ASSIGNMENT » Reproduce the records exactly through the line with "events.push(InputEvent::PointerDown);".

ENTRIES PROVIDED »
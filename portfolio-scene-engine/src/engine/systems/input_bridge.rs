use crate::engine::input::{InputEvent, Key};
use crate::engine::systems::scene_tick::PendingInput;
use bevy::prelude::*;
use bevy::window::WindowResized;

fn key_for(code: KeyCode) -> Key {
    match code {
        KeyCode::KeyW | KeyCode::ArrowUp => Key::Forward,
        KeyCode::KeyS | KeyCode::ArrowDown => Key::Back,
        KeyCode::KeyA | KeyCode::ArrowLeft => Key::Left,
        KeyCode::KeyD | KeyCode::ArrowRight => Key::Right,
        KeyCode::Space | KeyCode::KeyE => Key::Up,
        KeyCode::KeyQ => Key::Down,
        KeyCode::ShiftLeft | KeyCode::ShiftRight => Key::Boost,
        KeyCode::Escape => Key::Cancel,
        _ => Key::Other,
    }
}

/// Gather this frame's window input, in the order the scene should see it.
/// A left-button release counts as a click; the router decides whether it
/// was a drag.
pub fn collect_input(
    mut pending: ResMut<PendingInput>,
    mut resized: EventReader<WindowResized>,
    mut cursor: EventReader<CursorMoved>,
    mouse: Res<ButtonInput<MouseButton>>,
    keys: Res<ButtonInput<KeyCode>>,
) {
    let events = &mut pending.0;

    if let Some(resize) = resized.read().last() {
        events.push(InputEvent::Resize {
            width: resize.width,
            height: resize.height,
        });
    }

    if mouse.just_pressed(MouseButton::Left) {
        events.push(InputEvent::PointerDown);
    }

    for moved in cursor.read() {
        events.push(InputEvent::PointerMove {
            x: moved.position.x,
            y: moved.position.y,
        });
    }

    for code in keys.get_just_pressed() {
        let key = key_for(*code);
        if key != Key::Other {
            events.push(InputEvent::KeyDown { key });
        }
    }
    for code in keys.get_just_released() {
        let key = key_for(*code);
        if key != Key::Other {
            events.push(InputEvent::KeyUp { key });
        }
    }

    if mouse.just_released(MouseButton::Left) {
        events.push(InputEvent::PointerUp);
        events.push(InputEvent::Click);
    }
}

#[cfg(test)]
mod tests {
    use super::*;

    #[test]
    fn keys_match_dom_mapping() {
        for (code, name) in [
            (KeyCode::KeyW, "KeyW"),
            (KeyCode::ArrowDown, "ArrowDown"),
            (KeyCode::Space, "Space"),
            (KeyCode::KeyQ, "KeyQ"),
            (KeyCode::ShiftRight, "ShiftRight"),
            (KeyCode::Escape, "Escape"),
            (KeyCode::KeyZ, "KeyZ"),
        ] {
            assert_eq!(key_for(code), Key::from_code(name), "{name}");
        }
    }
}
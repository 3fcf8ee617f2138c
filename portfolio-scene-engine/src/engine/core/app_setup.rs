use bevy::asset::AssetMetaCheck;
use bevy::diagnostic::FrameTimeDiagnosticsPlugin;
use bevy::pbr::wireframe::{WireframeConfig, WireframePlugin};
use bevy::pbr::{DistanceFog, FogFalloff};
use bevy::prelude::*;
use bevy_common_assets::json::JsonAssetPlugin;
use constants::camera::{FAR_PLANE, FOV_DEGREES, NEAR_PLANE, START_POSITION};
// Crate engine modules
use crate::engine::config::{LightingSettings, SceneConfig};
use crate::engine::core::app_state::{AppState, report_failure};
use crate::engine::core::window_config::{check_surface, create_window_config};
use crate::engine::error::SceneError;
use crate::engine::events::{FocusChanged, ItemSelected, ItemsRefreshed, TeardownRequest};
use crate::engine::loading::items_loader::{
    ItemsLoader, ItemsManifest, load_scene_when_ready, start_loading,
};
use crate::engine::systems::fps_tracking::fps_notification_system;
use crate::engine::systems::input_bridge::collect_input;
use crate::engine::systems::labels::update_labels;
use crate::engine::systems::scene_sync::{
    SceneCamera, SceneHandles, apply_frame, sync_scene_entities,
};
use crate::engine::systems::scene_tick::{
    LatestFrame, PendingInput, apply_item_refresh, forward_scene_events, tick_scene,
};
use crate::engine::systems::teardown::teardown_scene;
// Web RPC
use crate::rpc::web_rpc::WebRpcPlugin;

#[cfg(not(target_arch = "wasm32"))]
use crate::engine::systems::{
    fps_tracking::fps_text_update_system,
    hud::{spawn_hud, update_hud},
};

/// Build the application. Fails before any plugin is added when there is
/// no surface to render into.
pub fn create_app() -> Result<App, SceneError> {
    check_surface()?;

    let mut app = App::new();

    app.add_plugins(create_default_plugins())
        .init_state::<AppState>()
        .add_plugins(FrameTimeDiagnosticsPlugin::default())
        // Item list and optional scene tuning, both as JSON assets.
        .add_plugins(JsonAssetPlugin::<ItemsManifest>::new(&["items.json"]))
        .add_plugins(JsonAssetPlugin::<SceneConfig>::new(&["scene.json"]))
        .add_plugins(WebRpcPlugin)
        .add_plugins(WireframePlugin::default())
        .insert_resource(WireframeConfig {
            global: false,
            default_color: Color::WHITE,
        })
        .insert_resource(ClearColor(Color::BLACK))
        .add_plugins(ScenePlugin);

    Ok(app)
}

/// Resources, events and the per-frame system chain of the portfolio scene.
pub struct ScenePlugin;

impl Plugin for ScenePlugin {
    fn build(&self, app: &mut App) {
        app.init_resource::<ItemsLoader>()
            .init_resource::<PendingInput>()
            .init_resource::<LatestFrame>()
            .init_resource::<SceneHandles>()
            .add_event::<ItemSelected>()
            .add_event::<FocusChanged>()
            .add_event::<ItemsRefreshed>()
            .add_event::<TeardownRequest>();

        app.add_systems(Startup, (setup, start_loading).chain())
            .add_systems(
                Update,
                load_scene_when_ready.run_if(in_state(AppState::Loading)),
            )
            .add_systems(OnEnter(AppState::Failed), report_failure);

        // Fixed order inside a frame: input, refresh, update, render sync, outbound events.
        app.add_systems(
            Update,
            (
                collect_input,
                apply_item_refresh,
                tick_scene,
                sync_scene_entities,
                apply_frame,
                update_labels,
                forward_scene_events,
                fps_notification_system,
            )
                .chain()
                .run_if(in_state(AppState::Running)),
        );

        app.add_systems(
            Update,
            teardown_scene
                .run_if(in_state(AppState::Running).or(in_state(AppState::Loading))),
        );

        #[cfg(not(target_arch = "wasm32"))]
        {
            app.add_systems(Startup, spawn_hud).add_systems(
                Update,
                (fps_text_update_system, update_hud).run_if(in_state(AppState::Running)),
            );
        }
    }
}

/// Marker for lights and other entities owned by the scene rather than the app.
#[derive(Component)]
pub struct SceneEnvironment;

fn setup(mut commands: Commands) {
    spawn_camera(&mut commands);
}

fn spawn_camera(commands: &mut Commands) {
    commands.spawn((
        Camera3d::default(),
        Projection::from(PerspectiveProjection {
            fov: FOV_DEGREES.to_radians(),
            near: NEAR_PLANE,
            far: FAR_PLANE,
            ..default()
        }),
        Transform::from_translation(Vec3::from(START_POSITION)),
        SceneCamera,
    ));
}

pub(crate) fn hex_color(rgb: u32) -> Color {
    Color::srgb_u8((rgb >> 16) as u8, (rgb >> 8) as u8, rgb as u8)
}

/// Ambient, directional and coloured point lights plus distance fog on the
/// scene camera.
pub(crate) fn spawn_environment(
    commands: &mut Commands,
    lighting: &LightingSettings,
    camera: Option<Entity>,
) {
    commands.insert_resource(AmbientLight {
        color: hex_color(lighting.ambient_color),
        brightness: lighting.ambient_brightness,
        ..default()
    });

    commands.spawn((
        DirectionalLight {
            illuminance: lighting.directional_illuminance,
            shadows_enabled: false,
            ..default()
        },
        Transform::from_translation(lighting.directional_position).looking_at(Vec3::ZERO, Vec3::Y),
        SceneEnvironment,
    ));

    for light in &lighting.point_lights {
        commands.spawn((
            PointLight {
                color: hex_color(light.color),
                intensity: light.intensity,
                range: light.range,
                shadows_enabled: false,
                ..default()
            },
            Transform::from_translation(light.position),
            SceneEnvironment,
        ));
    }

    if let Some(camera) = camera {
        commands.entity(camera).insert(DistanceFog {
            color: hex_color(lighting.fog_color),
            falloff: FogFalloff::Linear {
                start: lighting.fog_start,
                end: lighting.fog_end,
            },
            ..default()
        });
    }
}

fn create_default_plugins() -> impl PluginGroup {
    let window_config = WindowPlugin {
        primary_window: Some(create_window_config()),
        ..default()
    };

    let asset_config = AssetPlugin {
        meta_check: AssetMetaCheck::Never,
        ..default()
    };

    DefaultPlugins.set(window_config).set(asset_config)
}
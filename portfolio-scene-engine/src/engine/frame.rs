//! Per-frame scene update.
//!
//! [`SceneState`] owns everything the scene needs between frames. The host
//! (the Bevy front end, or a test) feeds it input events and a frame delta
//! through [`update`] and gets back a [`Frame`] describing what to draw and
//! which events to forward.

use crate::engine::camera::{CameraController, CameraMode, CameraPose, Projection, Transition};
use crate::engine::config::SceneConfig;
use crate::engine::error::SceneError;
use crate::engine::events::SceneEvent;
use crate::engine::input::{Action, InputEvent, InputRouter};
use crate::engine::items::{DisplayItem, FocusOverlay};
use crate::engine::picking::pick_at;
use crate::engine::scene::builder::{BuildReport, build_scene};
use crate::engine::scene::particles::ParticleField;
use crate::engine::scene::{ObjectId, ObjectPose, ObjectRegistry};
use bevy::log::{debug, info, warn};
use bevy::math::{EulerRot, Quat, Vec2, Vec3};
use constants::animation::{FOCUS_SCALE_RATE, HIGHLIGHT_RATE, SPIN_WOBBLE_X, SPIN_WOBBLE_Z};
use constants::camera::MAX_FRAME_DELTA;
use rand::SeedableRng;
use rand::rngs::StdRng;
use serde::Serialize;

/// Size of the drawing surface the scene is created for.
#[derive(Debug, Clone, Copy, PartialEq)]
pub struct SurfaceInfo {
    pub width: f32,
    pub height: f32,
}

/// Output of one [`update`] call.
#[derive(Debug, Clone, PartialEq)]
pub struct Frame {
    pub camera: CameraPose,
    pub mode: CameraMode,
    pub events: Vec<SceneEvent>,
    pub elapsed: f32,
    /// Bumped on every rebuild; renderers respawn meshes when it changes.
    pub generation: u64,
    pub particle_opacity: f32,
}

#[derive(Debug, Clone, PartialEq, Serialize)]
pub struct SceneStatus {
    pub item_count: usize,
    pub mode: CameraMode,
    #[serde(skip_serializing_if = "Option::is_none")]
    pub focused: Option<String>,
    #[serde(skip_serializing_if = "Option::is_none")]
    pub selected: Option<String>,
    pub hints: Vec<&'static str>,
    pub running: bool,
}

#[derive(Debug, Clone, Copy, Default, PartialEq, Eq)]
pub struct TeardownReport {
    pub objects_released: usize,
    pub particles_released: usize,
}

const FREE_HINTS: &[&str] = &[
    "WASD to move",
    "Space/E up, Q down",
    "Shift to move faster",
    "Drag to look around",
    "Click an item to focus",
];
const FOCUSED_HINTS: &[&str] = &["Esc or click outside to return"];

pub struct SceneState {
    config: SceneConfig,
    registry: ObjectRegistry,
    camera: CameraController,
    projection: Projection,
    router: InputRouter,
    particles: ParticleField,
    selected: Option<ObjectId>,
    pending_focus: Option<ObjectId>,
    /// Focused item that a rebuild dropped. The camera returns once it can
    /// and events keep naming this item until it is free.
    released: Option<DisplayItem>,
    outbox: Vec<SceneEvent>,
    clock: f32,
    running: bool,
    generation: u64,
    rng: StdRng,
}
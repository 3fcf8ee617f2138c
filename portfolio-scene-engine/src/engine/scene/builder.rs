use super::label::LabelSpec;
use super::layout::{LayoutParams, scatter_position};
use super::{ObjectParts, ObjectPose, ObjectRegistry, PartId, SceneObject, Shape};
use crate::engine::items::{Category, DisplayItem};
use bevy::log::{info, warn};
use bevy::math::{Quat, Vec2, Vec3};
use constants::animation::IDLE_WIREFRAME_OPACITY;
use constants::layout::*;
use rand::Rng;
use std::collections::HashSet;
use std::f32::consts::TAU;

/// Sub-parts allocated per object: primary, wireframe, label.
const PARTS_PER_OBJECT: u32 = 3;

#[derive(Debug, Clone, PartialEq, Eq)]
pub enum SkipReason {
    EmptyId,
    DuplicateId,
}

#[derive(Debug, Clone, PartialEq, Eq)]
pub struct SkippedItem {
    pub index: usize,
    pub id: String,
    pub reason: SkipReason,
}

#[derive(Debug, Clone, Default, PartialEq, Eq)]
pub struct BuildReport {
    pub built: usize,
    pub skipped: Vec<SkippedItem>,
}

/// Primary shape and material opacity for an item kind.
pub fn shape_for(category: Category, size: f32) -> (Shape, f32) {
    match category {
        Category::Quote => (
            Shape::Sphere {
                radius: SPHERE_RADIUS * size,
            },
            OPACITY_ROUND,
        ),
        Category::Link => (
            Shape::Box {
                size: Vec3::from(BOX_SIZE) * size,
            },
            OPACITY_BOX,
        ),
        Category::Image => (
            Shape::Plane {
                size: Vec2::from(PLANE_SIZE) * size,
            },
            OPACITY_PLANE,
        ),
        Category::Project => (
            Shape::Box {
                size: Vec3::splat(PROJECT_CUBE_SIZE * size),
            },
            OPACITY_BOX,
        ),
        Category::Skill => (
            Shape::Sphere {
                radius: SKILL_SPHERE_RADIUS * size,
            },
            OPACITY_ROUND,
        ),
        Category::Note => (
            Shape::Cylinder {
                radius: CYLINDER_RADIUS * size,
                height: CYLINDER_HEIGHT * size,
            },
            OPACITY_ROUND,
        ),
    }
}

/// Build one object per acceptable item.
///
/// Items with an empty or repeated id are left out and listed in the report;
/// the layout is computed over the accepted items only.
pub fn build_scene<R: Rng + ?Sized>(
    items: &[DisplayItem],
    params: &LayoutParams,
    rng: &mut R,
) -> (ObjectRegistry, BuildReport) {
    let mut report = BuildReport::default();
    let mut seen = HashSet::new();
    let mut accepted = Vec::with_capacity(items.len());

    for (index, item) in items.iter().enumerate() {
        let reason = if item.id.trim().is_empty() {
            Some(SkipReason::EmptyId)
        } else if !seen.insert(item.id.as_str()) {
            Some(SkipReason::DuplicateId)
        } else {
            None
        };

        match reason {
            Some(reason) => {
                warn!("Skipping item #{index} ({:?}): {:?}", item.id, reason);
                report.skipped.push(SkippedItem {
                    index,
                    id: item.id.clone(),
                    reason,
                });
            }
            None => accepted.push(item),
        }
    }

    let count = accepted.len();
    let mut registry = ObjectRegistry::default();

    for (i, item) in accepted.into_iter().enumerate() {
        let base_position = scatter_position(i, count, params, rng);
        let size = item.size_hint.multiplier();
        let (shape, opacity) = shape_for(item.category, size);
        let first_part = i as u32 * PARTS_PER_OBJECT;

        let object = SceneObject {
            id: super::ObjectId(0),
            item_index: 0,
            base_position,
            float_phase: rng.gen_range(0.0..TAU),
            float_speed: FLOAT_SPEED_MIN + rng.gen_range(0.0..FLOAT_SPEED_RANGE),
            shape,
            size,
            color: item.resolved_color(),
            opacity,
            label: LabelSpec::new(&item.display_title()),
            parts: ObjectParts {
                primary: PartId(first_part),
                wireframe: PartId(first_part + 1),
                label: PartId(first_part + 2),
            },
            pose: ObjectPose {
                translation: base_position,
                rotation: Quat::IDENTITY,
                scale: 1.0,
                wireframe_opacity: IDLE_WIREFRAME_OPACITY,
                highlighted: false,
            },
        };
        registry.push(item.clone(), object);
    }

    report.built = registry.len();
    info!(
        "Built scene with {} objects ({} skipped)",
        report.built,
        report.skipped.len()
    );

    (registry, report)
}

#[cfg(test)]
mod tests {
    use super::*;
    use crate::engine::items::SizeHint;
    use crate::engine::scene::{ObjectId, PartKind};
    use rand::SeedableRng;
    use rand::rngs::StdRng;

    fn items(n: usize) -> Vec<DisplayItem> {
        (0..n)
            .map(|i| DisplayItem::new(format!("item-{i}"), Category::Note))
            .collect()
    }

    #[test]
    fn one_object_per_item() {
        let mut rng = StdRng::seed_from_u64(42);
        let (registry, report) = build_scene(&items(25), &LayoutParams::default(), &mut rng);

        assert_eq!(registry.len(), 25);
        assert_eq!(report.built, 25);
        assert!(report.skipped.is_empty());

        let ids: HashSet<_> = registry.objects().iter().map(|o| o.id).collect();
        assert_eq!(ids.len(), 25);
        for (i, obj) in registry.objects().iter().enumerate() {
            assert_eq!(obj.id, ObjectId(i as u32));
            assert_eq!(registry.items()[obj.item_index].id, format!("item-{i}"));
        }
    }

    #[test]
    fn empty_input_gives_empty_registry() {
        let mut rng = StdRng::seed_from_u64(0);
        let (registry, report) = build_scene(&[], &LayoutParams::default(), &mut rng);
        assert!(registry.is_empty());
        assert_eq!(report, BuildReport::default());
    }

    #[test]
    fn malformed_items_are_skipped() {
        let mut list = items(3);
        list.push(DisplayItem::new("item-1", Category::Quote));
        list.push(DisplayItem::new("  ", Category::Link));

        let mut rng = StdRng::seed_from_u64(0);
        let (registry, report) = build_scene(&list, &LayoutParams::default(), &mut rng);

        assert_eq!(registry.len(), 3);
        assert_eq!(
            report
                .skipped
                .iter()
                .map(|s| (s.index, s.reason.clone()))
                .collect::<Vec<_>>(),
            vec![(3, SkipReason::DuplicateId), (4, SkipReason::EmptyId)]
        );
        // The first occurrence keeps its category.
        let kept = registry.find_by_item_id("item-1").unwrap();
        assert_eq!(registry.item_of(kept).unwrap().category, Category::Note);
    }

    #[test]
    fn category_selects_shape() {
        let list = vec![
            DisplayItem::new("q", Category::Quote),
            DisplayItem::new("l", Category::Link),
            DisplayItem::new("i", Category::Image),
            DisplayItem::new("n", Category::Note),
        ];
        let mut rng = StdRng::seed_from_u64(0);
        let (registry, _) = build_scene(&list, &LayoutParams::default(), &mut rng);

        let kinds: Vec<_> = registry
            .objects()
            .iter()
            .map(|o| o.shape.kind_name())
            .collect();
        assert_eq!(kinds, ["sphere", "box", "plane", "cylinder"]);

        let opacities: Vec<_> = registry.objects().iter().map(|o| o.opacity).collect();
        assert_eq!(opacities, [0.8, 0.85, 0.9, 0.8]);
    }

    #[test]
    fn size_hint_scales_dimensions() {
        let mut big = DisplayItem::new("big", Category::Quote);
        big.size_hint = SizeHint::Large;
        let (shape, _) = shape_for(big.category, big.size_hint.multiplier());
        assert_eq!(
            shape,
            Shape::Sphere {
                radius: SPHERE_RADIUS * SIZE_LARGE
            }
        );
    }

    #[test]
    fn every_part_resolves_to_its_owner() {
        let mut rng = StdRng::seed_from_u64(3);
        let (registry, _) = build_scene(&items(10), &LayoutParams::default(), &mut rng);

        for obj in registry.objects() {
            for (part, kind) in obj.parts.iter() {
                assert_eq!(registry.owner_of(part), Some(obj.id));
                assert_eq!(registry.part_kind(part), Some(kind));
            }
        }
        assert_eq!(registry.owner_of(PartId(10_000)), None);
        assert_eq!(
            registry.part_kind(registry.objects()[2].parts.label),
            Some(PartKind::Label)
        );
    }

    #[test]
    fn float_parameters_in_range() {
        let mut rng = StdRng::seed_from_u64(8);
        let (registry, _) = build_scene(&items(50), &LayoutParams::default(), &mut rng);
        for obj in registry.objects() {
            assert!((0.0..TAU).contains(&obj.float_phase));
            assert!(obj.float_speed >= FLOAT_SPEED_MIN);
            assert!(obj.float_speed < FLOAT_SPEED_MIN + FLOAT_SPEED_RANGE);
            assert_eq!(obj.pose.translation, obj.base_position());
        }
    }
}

SOLUTION »
filename portfolio-scene-engine/src/engine/systems/input_bridge.rs
use crate::engine::input::{InputEvent, Key};
use crate::engine::systems::scene_tick::PendingInput;
use bevy::prelude::*;
use bevy::window::WindowResized;

fn key_for(code: KeyCode) -> Key {
    match code {
        KeyCode::KeyW | KeyCode::ArrowUp => Key::Forward,
        KeyCode::KeyS | KeyCode::ArrowDown => Key::Back,
        KeyCode::KeyA | KeyCode::ArrowLeft => Key::Left,
        KeyCode::KeyD | KeyCode::ArrowRight => Key::Right,
        KeyCode::Space | KeyCode::KeyE => Key::Up,
        KeyCode::KeyQ => Key::Down,
        KeyCode::ShiftLeft | KeyCode::ShiftRight => Key::Boost,
        KeyCode::Escape => Key::Cancel,
        _ => Key::Other,
    }
}

/// Gather this frame's window input, in the order the scene should see it.
/// A left-button release counts as a click; the router decides whether it
/// was a drag.
pub fn collect_input(
    mut pending: ResMut<PendingInput>,
    mut resized: EventReader<WindowResized>,
    mut cursor: EventReader<CursorMoved>,
    mouse: Res<ButtonInput<MouseButton>>,
    keys: Res<ButtonInput<KeyCode>>,
) {
    let events = &mut pending.0;

    if let Some(resize) = resized.read().last() {
        events.push(InputEvent::Resize {
            width: resize.width,
            height: resize.height,
        });
    }

    if mouse.just_pressed(MouseButton::Left) {
        events.push(InputEvent::PointerDown);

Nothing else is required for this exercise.